Exercise description
All of the data needs to be printed again, exactly as written.

-------- The records

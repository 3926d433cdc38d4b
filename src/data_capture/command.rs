use std::io;
use std::path::Path;
use std::process::Stdio;
use std::time::Duration;

use log::{debug, trace};
use tokio::process::Command;

/// Placeholder replaced by the image path in configured commands.
pub const PATH_PLACEHOLDER: &str = "{path}";

#[derive(Debug)]
pub(crate) enum CommandFailure {
    Spawn(io::Error),
    TimedOut,
    Status(String),
}

/// Runs `template` with every `{path}` replaced by `path` and returns stdout.
///
/// The child is killed if it outlives `timeout`.
pub(crate) async fn run_command(
    template: &[String],
    path: &Path,
    timeout: Duration,
) -> Result<Vec<u8>, CommandFailure> {
    let path = path.to_string_lossy();
    let args: Vec<String> = template
        .iter()
        .map(|a| a.replace(PATH_PLACEHOLDER, &path))
        .collect();
    let Some((program, rest)) = args.split_first() else {
        return Err(CommandFailure::Status("empty command".to_string()));
    };
    debug!("Running {} {:?}", program, rest);

    let child = Command::new(program)
        .args(rest)
        .stdin(Stdio::null())
        .stdout(Stdio::piped())
        .stderr(Stdio::piped())
        .kill_on_drop(true)
        .output();

    let output = match tokio::time::timeout(timeout, child).await {
        Ok(Ok(output)) => output,
        Ok(Err(e)) => return Err(CommandFailure::Spawn(e)),
        Err(_) => return Err(CommandFailure::TimedOut),
    };

    if !output.status.success() {
        let stderr = String::from_utf8_lossy(&output.stderr);
        return Err(CommandFailure::Status(format!(
            "{} exited with {}: {}",
            program,
            output.status,
            stderr.trim()
        )));
    }
    trace!("{} wrote {} byte(s) to stdout", program, output.stdout.len());
    Ok(output.stdout)
}
use std::sync::Arc;
use std::time::Duration;

use log::{debug, error, info, warn};
use tokio::sync::Mutex;

use crate::control::{ControlStore, RunEpoch};
use crate::data_capture::{normalize_text, Clock, OcrEngine, ScreenCapture};
use crate::error_handling::types::StorageError;
use crate::retention::{RetentionEnforcer, RetentionReport};
use crate::scheduler::types::{SkipReason, TickOutcome};
use crate::storage::{ArtifactDirectory, ArtifactId, DescriptionStore};

/// Drives the capture loop: capture, describe, append, enforce retention.
///
/// Ticks are serialised by an async lock that is also taken for manual
/// deletions, so retention and deletions never interleave with a tick.
pub struct CaptureScheduler {
    control: Arc<ControlStore>,
    artifacts: Arc<ArtifactDirectory>,
    descriptions: Arc<DescriptionStore>,
    retention: Arc<RetentionEnforcer>,
    capture: Arc<dyn ScreenCapture>,
    ocr: Arc<dyn OcrEngine>,
    clock: Arc<dyn Clock>,
    interval: Duration,
    tick_lock: Mutex<()>,
}

impl CaptureScheduler {
    pub fn new(
        control: Arc<ControlStore>,
        artifacts: Arc<ArtifactDirectory>,
        descriptions: Arc<DescriptionStore>,
        capture: Arc<dyn ScreenCapture>,
        ocr: Arc<dyn OcrEngine>,
        clock: Arc<dyn Clock>,
        interval: Duration,
    ) -> Self {
        let retention = Arc::new(RetentionEnforcer::new(artifacts.clone(), descriptions.clone()));
        Self {
            control,
            artifacts,
            descriptions,
            retention,
            capture,
            ocr,
            clock,
            interval,
            tick_lock: Mutex::new(()),
        }
    }

    pub fn interval(&self) -> Duration {
        self.interval
    }

    pub fn retention(&self) -> &RetentionEnforcer {
        &self.retention
    }

    /// Runs ticks separated by `interval` until the run flag is cleared, a
    /// newer run starts, or the control state becomes unreadable.
    ///
    /// A stop is seen at the start of the next tick; the sleep in between is
    /// not interrupted.
    pub async fn run(&self, epoch: RunEpoch) {
        info!(
            "Capture loop {} running every {:?}",
            epoch,
            self.interval
        );
        loop {
            let outcome = self.tick(epoch).await;
            if outcome.ends_run() {
                info!("Capture loop {} finished: {:?}", epoch, outcome);
                return;
            }
            tokio::time::sleep(self.interval).await;
        }
    }

    /// Performs one tick on behalf of the run started with `epoch`.
    pub async fn tick(&self, epoch: RunEpoch) -> TickOutcome {
        let _guard = self.tick_lock.lock().await;

        match self.control.is_current(epoch) {
            Ok(true) => {}
            Ok(false) => {
                debug!("Run {} is no longer current", epoch);
                return TickOutcome::Stopped;
            }
            Err(e) => {
                error!("Cannot read control state, ending run {}: {}", epoch, e);
                return TickOutcome::Aborted;
            }
        }

        let id = ArtifactId::new(
            self.artifacts.prefix(),
            self.clock.now(),
            self.artifacts.extension(),
        );
        if self.artifacts.contains(&id) {
            warn!("{} already exists, skipping tick", id);
            return TickOutcome::Skipped(SkipReason::DuplicateIdentifier);
        }

        let image = match self.capture.capture().await {
            Ok(image) => image,
            Err(e) => {
                warn!("Screen capture failed, skipping tick: {}", e);
                return TickOutcome::Skipped(SkipReason::CaptureFailed);
            }
        };

        if let Err(e) = self.artifacts.write(&id, &image.bytes) {
            error!("Could not store {}, skipping tick: {}", id, e);
            return TickOutcome::Skipped(SkipReason::WriteFailed);
        }

        let text = match self.ocr.extract_text(&image).await {
            Ok(raw) => normalize_text(&raw),
            Err(e) => {
                warn!("OCR failed for {}, storing an empty description: {}", id, e);
                String::new()
            }
        };

        let described = match self.descriptions.append(&id, &text) {
            Ok(()) => true,
            Err(e) => {
                error!("{} left without description: {}", id, e);
                false
            }
        };
        debug!("Captured {} ({} chars of text)", id, text.chars().count());

        let capacity = match self.control.read() {
            Ok(state) => state.capacity,
            Err(e) => {
                error!("Cannot read capacity, ending run {}: {}", epoch, e);
                return TickOutcome::Aborted;
            }
        };
        // full-store rewrites block, keep them off the runtime workers
        let retention = self.retention.clone();
        match tokio::task::spawn_blocking(move || retention.enforce(capacity)).await {
            Ok(Ok(report)) => log_report(&report),
            Ok(Err(e)) => warn!("Retention pass failed, retrying next tick: {}", e),
            Err(e) => error!("Retention pass did not complete, retrying next tick: {}", e),
        }

        TickOutcome::Captured { id, described }
    }

    /// Deletes one artifact and its record between ticks.
    pub async fn remove_artifact(&self, id: &ArtifactId) -> Result<bool, StorageError> {
        let _guard = self.tick_lock.lock().await;
        self.retention.remove(id)
    }

    /// Runs an orphan sweep between ticks.
    pub async fn reconcile(&self) -> Result<RetentionReport, StorageError> {
        let _guard = self.tick_lock.lock().await;
        self.retention.reconcile()
    }
}

fn log_report(report: &RetentionReport) {
    if report.is_noop() {
        return;
    }
    info!(
        "Retention removed {} artifact(s) and {} record(s), {} retained",
        report.artifacts_removed.len(),
        report.records_removed,
        report.retained
    );
    if !report.failed_removals.is_empty() {
        warn!(
            "{} artifact(s) could not be removed: {:?}",
            report.failed_removals.len(),
            report.failed_removals
        );
    }
}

----------------

The completed task
repository 3926d433cdc38d4b
filename src/data_capture/command.rs
use std::io;
use std::path::Path;
use std::process::Stdio;
use std::time::Duration;

use log::{debug, trace};
use tokio::process::Command;

/// Placeholder replaced by the image path in configured commands.
pub const PATH_PLACEHOLDER: &str = "{path}";

#[derive(Debug)]
pub(crate) enum CommandFailure {
    Spawn(io::Error),
    TimedOut,
    Status(String),
}

/// Runs `template` with every `{path}` replaced by `path` and returns stdout.
///
/// The child is killed if it outlives `timeout`.
pub(crate) async fn run_command(
    template: &[String],
    path: &Path,
    timeout: Duration,
) -> Result<Vec<u8>, CommandFailure> {
    let path = path.to_string_lossy();
    let args: Vec<String> = template
        .iter()
        .map(|a| a.replace(PATH_PLACEHOLDER, &path))
        .collect();
    let Some((program, rest)) = args.split_first() else {
        return Err(CommandFailure::Status("empty command".to_string()));
    };
    debug!("Running {} {:?}", program, rest);

    let child = Command::new(program)
        .args(rest)
        .stdin(Stdio::null())
        .stdout(Stdio::piped())
        .stderr(Stdio::piped())
        .kill_on_drop(true)
        .output();

    let output = match tokio::time::timeout(timeout, child).await {
        Ok(Ok(output)) => output,
        Ok(Err(e)) => return Err(CommandFailure::Spawn(e)),
        Err(_) => return Err(CommandFailure::TimedOut),
    };

    if !output.status.success() {
        let stderr = String::from_utf8_lossy(&output.stderr);
        return Err(CommandFailure::Status(format!(
            "{} exited with {}: {}",
            program,
            output.status,
            stderr.trim()
        )));
    }
    trace!("{} wrote {} byte(s) to stdout", program, output.stdout.len());
    Ok(output.stdout)
}
use std::sync::Arc;
use std::time::Duration;

use log::{debug, error, info, warn};
use tokio::sync::Mutex;

use crate::control::{ControlStore, RunEpoch};
use crate::data_capture::{normalize_text, Clock, OcrEngine, ScreenCapture};
use crate::error_handling::types::StorageError;
use crate::retention::{RetentionEnforcer, RetentionReport};
use crate::scheduler::types::{SkipReason, TickOutcome};
use crate::storage::{ArtifactDirectory, ArtifactId, DescriptionStore};

/// Drives the capture loop: capture, describe, append, enforce retention.
///
/// Ticks are serialised by an async lock that is also taken for manual
/// deletions, so retention and deletions never interleave with a tick.
pub struct CaptureScheduler {
    control: Arc<ControlStore>,
    artifacts: Arc<ArtifactDirectory>,
    descriptions: Arc<DescriptionStore>,
    retention: Arc<RetentionEnforcer>,
    capture: Arc<dyn ScreenCapture>,
    ocr: Arc<dyn OcrEngine>,
    clock: Arc<dyn Clock>,
    interval: Duration,
    tick_lock: Mutex<()>,
}

impl CaptureScheduler {
    pub fn new(
        control: Arc<ControlStore>,
        artifacts: Arc<ArtifactDirectory>,
        descriptions: Arc<DescriptionStore>,
        capture: Arc<dyn ScreenCapture>,
        ocr: Arc<dyn OcrEngine>,
        clock: Arc<dyn Clock>,
        interval: Duration,
    ) -> Self {
        let retention = Arc::new(RetentionEnforcer::new(artifacts.clone(), descriptions.clone()));
        Self {
            control,
            artifacts,
            descriptions,
            retention,
            capture,
            ocr,
            clock,
            interval,
            tick_lock: Mutex::new(()),
        }
    }

    pub fn interval(&self) -> Duration {
        self.interval
    }

    pub fn retention(&self) -> &RetentionEnforcer {
        &self.retention
    }

    /// Runs ticks separated by `interval` until the run flag is cleared, a
    /// newer run starts, or the control state becomes unreadable.
    ///
    /// A stop is seen at the start of the next tick; the sleep in between is
    /// not interrupted.
    pub async fn run(&self, epoch: RunEpoch) {
        info!(
            "Capture loop {} running every {:?}",
            epoch,
            self.interval
        );
        loop {
            let outcome = self.tick(epoch).await;
            if outcome.ends_run() {
                info!("Capture loop {} finished: {:?}", epoch, outcome);
                return;
            }
            tokio::time::sleep(self.interval).await;
        }
    }

    /// Performs one tick on behalf of the run started with `epoch`.
    pub async fn tick(&self, epoch: RunEpoch) -> TickOutcome {
        let _guard = self.tick_lock.lock().await;

        match self.control.is_current(epoch) {
            Ok(true) => {}
            Ok(false) => {
                debug!("Run {} is no longer current", epoch);
                return TickOutcome::Stopped;
            }
            Err(e) => {
                error!("Cannot read control state, ending run {}: {}", epoch, e);
                return TickOutcome::Aborted;
            }
        }

        let id = ArtifactId::new(
            self.artifacts.prefix(),
            self.clock.now(),
            self.artifacts.extension(),
        );
        if self.artifacts.contains(&id) {
            warn!("{} already exists, skipping tick", id);
            return TickOutcome::Skipped(SkipReason::DuplicateIdentifier);
        }

        let image = match self.capture.capture().await {
            Ok(image) => image,
            Err(e) => {
                warn!("Screen capture failed, skipping tick: {}", e);
                return TickOutcome::Skipped(SkipReason::CaptureFailed);
            }
        };

        if let Err(e) = self.artifacts.write(&id, &image.bytes) {
            error!("Could not store {}, skipping tick: {}", id, e);
            return TickOutcome::Skipped(SkipReason::WriteFailed);
        }

        let text = match self.ocr.extract_text(&image).await {
            Ok(raw) => normalize_text(&raw),
            Err(e) => {
                warn!("OCR failed for {}, storing an empty description: {}", id, e);
                String::new()
            }
        };

        let described = match self.descriptions.append(&id, &text) {
            Ok(()) => true,
            Err(e) => {
                error!("{} left without description: {}", id, e);
                false
            }
        };
        debug!("Captured {} ({} chars of text)", id, text.chars().count());

        let capacity = match self.control.read() {
            Ok(state) => state.capacity,
            Err(e) => {
                error!("Cannot read capacity, ending run {}: {}", epoch, e);
                return TickOutcome::Aborted;
            }
        };
        // full-store rewrites block, keep them off the runtime workers
        let retention = self.retention.clone();
        match tokio::task::spawn_blocking(move || retention.enforce(capacity)).await {
            Ok(Ok(report)) => log_report(&report),
            Ok(Err(e)) => warn!("Retention pass failed, retrying next tick: {}", e),
            Err(e) => error!("Retention pass did not complete, retrying next tick: {}", e),
        }

        TickOutcome::Captured { id, described }
    }

    /// Deletes one artifact and its record between ticks.
    pub async fn remove_artifact(&self, id: &ArtifactId) -> Result<bool, StorageError> {
        let _guard = self.tick_lock.lock().await;
        self.retention.remove(id)
    }

    /// Runs an orphan sweep between ticks.
    pub async fn reconcile(&self) -> Result<RetentionReport, StorageError> {
        let _guard = self.tick_lock.lock().await;
        self.retention.reconcile()
    }
}

fn log_report(report: &RetentionReport) {
    if report.is_noop() {
        return;
    }
    info!(
        "Retention removed {} artifact(s) and {} record(s), {} retained",
        report.artifacts_removed.len(),
        report.records_removed,
        report.retained
    );
    if !report.failed_removals.is_empty() {
        warn!(
            "{} artifact(s) could not be removed: {:?}",
            report.failed_removals.len(),
            report.failed_removals
        );
    }
}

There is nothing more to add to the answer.